The below is probably not a good example since it does not require a DSL but the principle is clear that I want to take things from teh host language that I do not have implemented (yet) in my DSL. --Joerg On Dec 3, 2012, at 4:25 PM, Joerg Fritsch wrote:
Thanks Brent,
my question is basically how the function embed would in practice be implemented.
I want to be able to take everything that my own language does not have from the host language, ideally so that I can say:
evalt <- eval ("isFib::", 1000, ?BOOL)) case evalt of Left Str -> .... Right Str -> ....
or so.
--Joerg
On Dec 3, 2012, at 4:04 PM, Brent Yorgey wrote:
(Sorry, forgot to reply to the list initially; see conversation below.)
On Mon, Dec 03, 2012 at 03:49:00PM +0100, Joerg Fritsch wrote:
Brent,
I believe that inside the do-block (that basically calls my interpreter) I cannot call any other Haskell function that are not recognized by my parser and interpreter.
This seems to just require some sort of "escape mechanism" for embedding arbitrary Haskell code into your language. For example a primitive
embed :: a -> CWMWL a
(assuming CWMWL is the name of your monad).

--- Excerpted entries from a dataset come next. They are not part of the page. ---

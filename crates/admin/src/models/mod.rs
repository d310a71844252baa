//! Domain models held by the front end itself.
//!
//! Clinic records live in [`crate::backend`]; only the signed-in identity is
//! kept between requests.

pub mod session;

pub use session::{CurrentUser, keys as session_keys};
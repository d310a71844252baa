//! Status and classification enums for clinic records.
//!
//! All of these mirror values the clinic API sends as `snake_case` strings.
//! Each enum exposes the wire value (`as_str`), a display label, and a badge
//! tone used by the templates.

use core::fmt;
use core::str::FromStr;

use serde::{Deserialize, Serialize};

/// Error returned when a status string from a form or query is not recognised.
#[derive(thiserror::Error, Debug, Clone, PartialEq, Eq)]
#[error("unknown {kind}: {value}")]
pub struct UnknownVariant {
    /// Which enum was being parsed.
    pub kind: &'static str,
    /// The rejected input.
    pub value: String,
}

/// Visual tone of a status badge.
#[derive(Debug, Clone, Copy, PartialEq, Eq)]
pub enum Tone {
    Neutral,
    Info,
    Success,
    Warning,
    Danger,
}

impl Tone {
    /// CSS modifier class used by `badge--*` styles.
    #[must_use]
    pub const fn css_class(self) -> &'static str {
        match self {
            Self::Neutral => "badge--neutral",
            Self::Info => "badge--info",
            Self::Success => "badge--success",
            Self::Warning => "badge--warning",
            Self::Danger => "badge--danger",
        }
    }
}

macro_rules! wire_enum {
    (
        $(#[$meta:meta])*
        $name:ident, $kind:literal {
            $( $(#[$vmeta:meta])* $variant:ident => $wire:literal, $label:literal, $tone:ident; )+
        }
    ) => {
        $(#[$meta])*
        #[derive(Debug, Clone, Copy, PartialEq, Eq, PartialOrd, Ord, Hash, Serialize, Deserialize)]
        #[serde(rename_all = "snake_case")]
        pub enum $name {
            $( $(#[$vmeta])* $variant, )+
        }

        impl $name {
            /// Every variant, in declaration order.
            pub const ALL: &'static [Self] = &[ $( Self::$variant, )+ ];

            /// Wire value sent to and received from the API.
            #[must_use]
            pub const fn as_str(self) -> &'static str {
                match self {
                    $( Self::$variant => $wire, )+
                }
            }

            /// Human-readable label.
            #[must_use]
            pub const fn label(self) -> &'static str {
                match self {
                    $( Self::$variant => $label, )+
                }
            }

            /// Badge tone for templates.
            #[must_use]
            pub const fn tone(self) -> Tone {
                match self {
                    $( Self::$variant => Tone::$tone, )+
                }
            }

            /// CSS class for the badge.
            #[must_use]
            pub const fn badge_class(self) -> &'static str {
                self.tone().css_class()
            }
        }

        impl fmt::Display for $name {
            fn fmt(&self, f: &mut fmt::Formatter<'_>) -> fmt::Result {
                f.write_str(self.label())
            }
        }

        impl FromStr for $name {
            type Err = UnknownVariant;

            fn from_str(s: &str) -> Result<Self, Self::Err> {
                let wanted = s.trim();
                Self::ALL
                    .iter()
                    .copied()
                    .find(|v| v.as_str().eq_ignore_ascii_case(wanted))
                    .ok_or_else(|| UnknownVariant {
                        kind: $kind,
                        value: wanted.to_string(),
                    })
            }
        }
    };
}

wire_enum! {
    /// Lifecycle of an appointment.
    AppointmentStatus, "appointment status" {
        Scheduled => "scheduled", "Scheduled", Info;
        Confirmed => "confirmed", "Confirmed", Success;
        InProgress => "in_progress", "In progress", Warning;
        Completed => "completed", "Completed", Neutral;
        Cancelled => "cancelled", "Cancelled", Danger;
        NoShow => "no_show", "No show", Danger;
    }
}

impl AppointmentStatus {
    /// Whether the appointment is finished and can no longer change.
    #[must_use]
    pub const fn is_closed(self) -> bool {
        matches!(self, Self::Completed | Self::Cancelled | Self::NoShow)
    }
}

wire_enum! {
    /// Clinical urgency of a triage record.
    ///
    /// Declaration order is urgency order, so sorting ascending puts the most
    /// urgent records first.
    TriageSeverity, "triage severity" {
        Critical => "critical", "Critical", Danger;
        High => "high", "High", Warning;
        Medium => "medium", "Medium", Info;
        Low => "low", "Low", Neutral;
    }
}

wire_enum! {
    /// Where a triaged patient is in the queue.
    TriageStatus, "triage status" {
        Waiting => "waiting", "Waiting", Warning;
        InCare => "in_care", "In care", Info;
        Discharged => "discharged", "Discharged", Success;
    }
}

wire_enum! {
    /// Kind of metadata attached to an appointment.
    DecoratorKind, "decorator kind" {
        Note => "note", "Note", Neutral;
        Reminder => "reminder", "Reminder", Info;
        Priority => "priority", "Priority", Danger;
    }
}

wire_enum! {
    /// Stock level warning for an inventory item.
    AlertLevel, "alert level" {
        Critical => "critical", "Out of stock", Danger;
        Warning => "warning", "Low stock", Warning;
    }
}

#[cfg(test)]
#[allow(clippy::unwrap_used)]
mod tests {
    use super::*;

    #[test]
    fn test_severity_sorts_most_urgent_first() {
        let mut severities = vec![
            TriageSeverity::Low,
            TriageSeverity::Critical,
            TriageSeverity::Medium,
            TriageSeverity::High,
        ];
        severities.sort();
        assert_eq!(
            severities,
            vec![
                TriageSeverity::Critical,
                TriageSeverity::High,
                TriageSeverity::Medium,
                TriageSeverity::Low,
            ]
        );
    }

    #[test]
    fn test_status_wire_values() {
        assert_eq!(
            serde_json::to_string(&AppointmentStatus::NoShow).unwrap(),
            "\"no_show\""
        );
        let status: TriageStatus = serde_json::from_str("\"in_care\"").unwrap();
        assert_eq!(status, TriageStatus::InCare);
    }

    #[test]
    fn test_from_str_is_case_insensitive() {
        assert_eq!(
            "IN_PROGRESS".parse::<AppointmentStatus>().unwrap(),
            AppointmentStatus::InProgress
        );
        let err = "urgent".parse::<DecoratorKind>().unwrap_err();
        assert_eq!(err.to_string(), "unknown decorator kind: urgent");
    }

    #[test]
    fn test_closed_statuses() {
        assert!(AppointmentStatus::Cancelled.is_closed());
        assert!(!AppointmentStatus::Confirmed.is_closed());
    }

    #[test]
    fn test_badge_class() {
        assert_eq!(TriageSeverity::Critical.badge_class(), "badge--danger");
        assert_eq!(AlertLevel::Warning.badge_class(), "badge--warning");
    }
}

Whether this makes sense, how to implement embed, etc. depends entirely on your language and interpreter.
However, as you imply below, this may or may not be possible depending on the type a. In that case I suggest making embed a type class method. Something like
class Embeddable a where embed :: a -> CWMWL a
I still get the feeling, though, that I have not really understood your question.
I am also trying to learn how I could preserve state from one line of code of my DSL to the next. I understand that inside the interpreter one would use a combination of the state monad and the reader monad, but could not find any non trivial example.
Yes, you can use the state monad to preserve state from one line to the next. I am not sure what you mean by using a combination of state and reader monads. There is nothing magical about the combination. You would use state + reader simply if you had some mutable state as well as some read-only configuration to thread through your interpreter.
xmonad is certainly a nontrivial example but perhaps it is a bit *too* nontrivial. If I think of any other good examples I'll let you know.
-Brent
On Dec 3, 2012, at 1:23 PM, Brent Yorgey wrote:
On Sun, Dec 02, 2012 at 03:01:46PM +0100, Joerg Fritsch wrote:
This is probably a very basic question.
I am working on a DSL that eventuyally would allow me to say:
import language.cwmwl main = runCWMWL $ do eval ("isFib::", 1000, ?BOOL)
I have just started to work on the interpreter-function runCWMWL and I wonder whether it is possible to escape to real Haskell somehow (and how?) either inside ot outside the do-block.
I don't think I understand the question. The above already *is* real Haskell. What is there to escape?
I thought of providing a defautl-wrapper for some required prelude functions (such as print) inside my interpreter but I wonder if there are more elegant ways to co-loacate a DSL and Haskell without falling back to being a normal library only.
I don't understand this sentence either. Can you explain what you are trying to do in more detail?